*Given records*:
==================================================
use std::path::Path;

use coffre_core::cached::{self, ClientCtx};
use coffre_core::commands::backup;
use coffre_core::config::Config;
use coffre_core::platform::paths;
use coffre_types::Result;

use crate::dispatch::open_repository;
use crate::signal;

pub(crate) fn run(
    config: &Config,
    repo_ref: &str,
    job: &str,
    tags: Vec<String>,
    excludes: Vec<String>,
    path: &Path,
) -> Result<i32> {
    let (repo, store_config, secret) = open_repository(config, repo_ref)?;
    let repo_id = repo.configuration().repository_id;

    // Refresh the coalesced state first so the backup deduplicates
    // against everything already committed.
    let client = ClientCtx::new(paths::cache_dir())
        .with_secret(secret)
        .with_shutdown(signal::shutdown_flag());
    cached::rebuild_state_from_cached(&client, repo_id, &store_config)?;
    repo.reload_state_cache()?;

    let outcome = backup::run(
        &repo,
        path,
        &backup::BackupOptions {
            job: job.to_string(),
            tags,
            excludes,
        },
        None,
    )?;

    println!("{}", outcome.snapshot_id.short_hex());
    Ok(0)
}
use coffre_core::config::Config;
use coffre_core::crypto;
use coffre_core::platform::{paths, shell};
use coffre_core::repo::Repository;
use coffre_core::storage::{self, Store};
use coffre_types::{CoffreError, Result};

pub(crate) fn run(config: &Config, repo_ref: &str) -> Result<i32> {
    let store_config = config.resolve_repository(repo_ref)?;
    let store = storage::backend_for(&store_config)?;

    let encryption = match passphrase_from(&store_config)? {
        Some(passphrase) => Some(crypto::new_encryption_block(passphrase.as_bytes())?),
        None => None,
    };
    let encrypted = encryption.is_some();

    let repo = Repository::init(store, encryption, &paths::cache_dir())?;
    tracing::info!(
        repo = %repo.configuration().repository_id,
        encrypted,
        "repository created at {}",
        repo.store().location()
    );
    Ok(0)
}

fn passphrase_from(store_config: &storage::StoreConfig) -> Result<Option<String>> {
    if let Some(passphrase) = store_config.get("passphrase") {
        return Ok(Some(passphrase.clone()));
    }
    if let Some(cmd) = store_config.get("passphrase_cmd") {
        let output = shell::run_script_with_timeout(cmd, std::time::Duration::from_secs(60))?;
        if !output.status.success() {
            return Err(CoffreError::Config(format!(
                "passphrase_cmd failed: {}",
                String::from_utf8_lossy(&output.stderr)
            )));
        }
        let passphrase = String::from_utf8_lossy(&output.stdout).trim().to_string();
        if passphrase.is_empty() {
            return Err(CoffreError::Config(
                "passphrase_cmd returned an empty passphrase".into(),
            ));
        }
        return Ok(Some(passphrase));
    }
    Ok(None)
}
==================================================
*Work instructions*: Output each record exactly, leaving nothing out.

*Response to the task*:
use std::path::Path;

use coffre_core::cached::{self, ClientCtx};
use coffre_core::commands::backup;
use coffre_core::config::Config;
use coffre_core::platform::paths;
use coffre_types::Result;

use crate::dispatch::open_repository;
use crate::signal;

pub(crate) fn run(
    config: &Config,
    repo_ref: &str,
    job: &str,
    tags: Vec<String>,
    excludes: Vec<String>,
    path: &Path,
) -> Result<i32> {
    let (repo, store_config, secret) = open_repository(config, repo_ref)?;
    let repo_id = repo.configuration().repository_id;

    // Refresh the coalesced state first so the backup deduplicates
    // against everything already committed.
    let client = ClientCtx::new(paths::cache_dir())
        .with_secret(secret)
        .with_shutdown(signal::shutdown_flag());
    cached::rebuild_state_from_cached(&client, repo_id, &store_config)?;
    repo.reload_state_cache()?;

    let outcome = backup::run(
        &repo,
        path,
        &backup::BackupOptions {
            job: job.to_string(),
            tags,
            excludes,
        },
        None,
    )?;

    println!("{}", outcome.snapshot_id.short_hex());
    Ok(0)
}
use coffre_core::config::Config;
use coffre_core::crypto;
use coffre_core::platform::{paths, shell};
use coffre_core::repo::Repository;
use coffre_core::storage::{self, Store};
use coffre_types::{CoffreError, Result};

pub(crate) fn run(config: &Config, repo_ref: &str) -> Result<i32> {
    let store_config = config.resolve_repository(repo_ref)?;
    let store = storage::backend_for(&store_config)?;

    let encryption = match passphrase_from(&store_config)? {
        Some(passphrase) => Some(crypto::new_encryption_block(passphrase.as_bytes())?),
        None => None,
    };
    let encrypted = encryption.is_some();

    let repo = Repository::init(store, encryption, &paths::cache_dir())?;
    tracing::info!(
        repo = %repo.configuration().repository_id,
        encrypted,
        "repository created at {}",
        repo.store().location()
    );
    Ok(0)
}

fn passphrase_from(store_config: &storage::StoreConfig) -> Result<Option<String>> {
    if let Some(passphrase) = store_config.get("passphrase") {
        return Ok(Some(passphrase.clone()));
    }
    if let Some(cmd) = store_config.get("passphrase_cmd") {
        let output = shell::run_script_with_timeout(cmd, std::time::Duration::from_secs(60))?;
        if !output.status.success() {
            return Err(CoffreError::Config(format!(
                "passphrase_cmd failed: {}",
                String::from_utf8_lossy(&output.stderr)
            )));
        }
        let passphrase = String::from_utf8_lossy(&output.stdout).trim().to_string();
        if passphrase.is_empty() {
            return Err(CoffreError::Config(
                "passphrase_cmd returned an empty passphrase".into(),
            ));
        }
        return Ok(Some(passphrase));
    }
    Ok(None)
}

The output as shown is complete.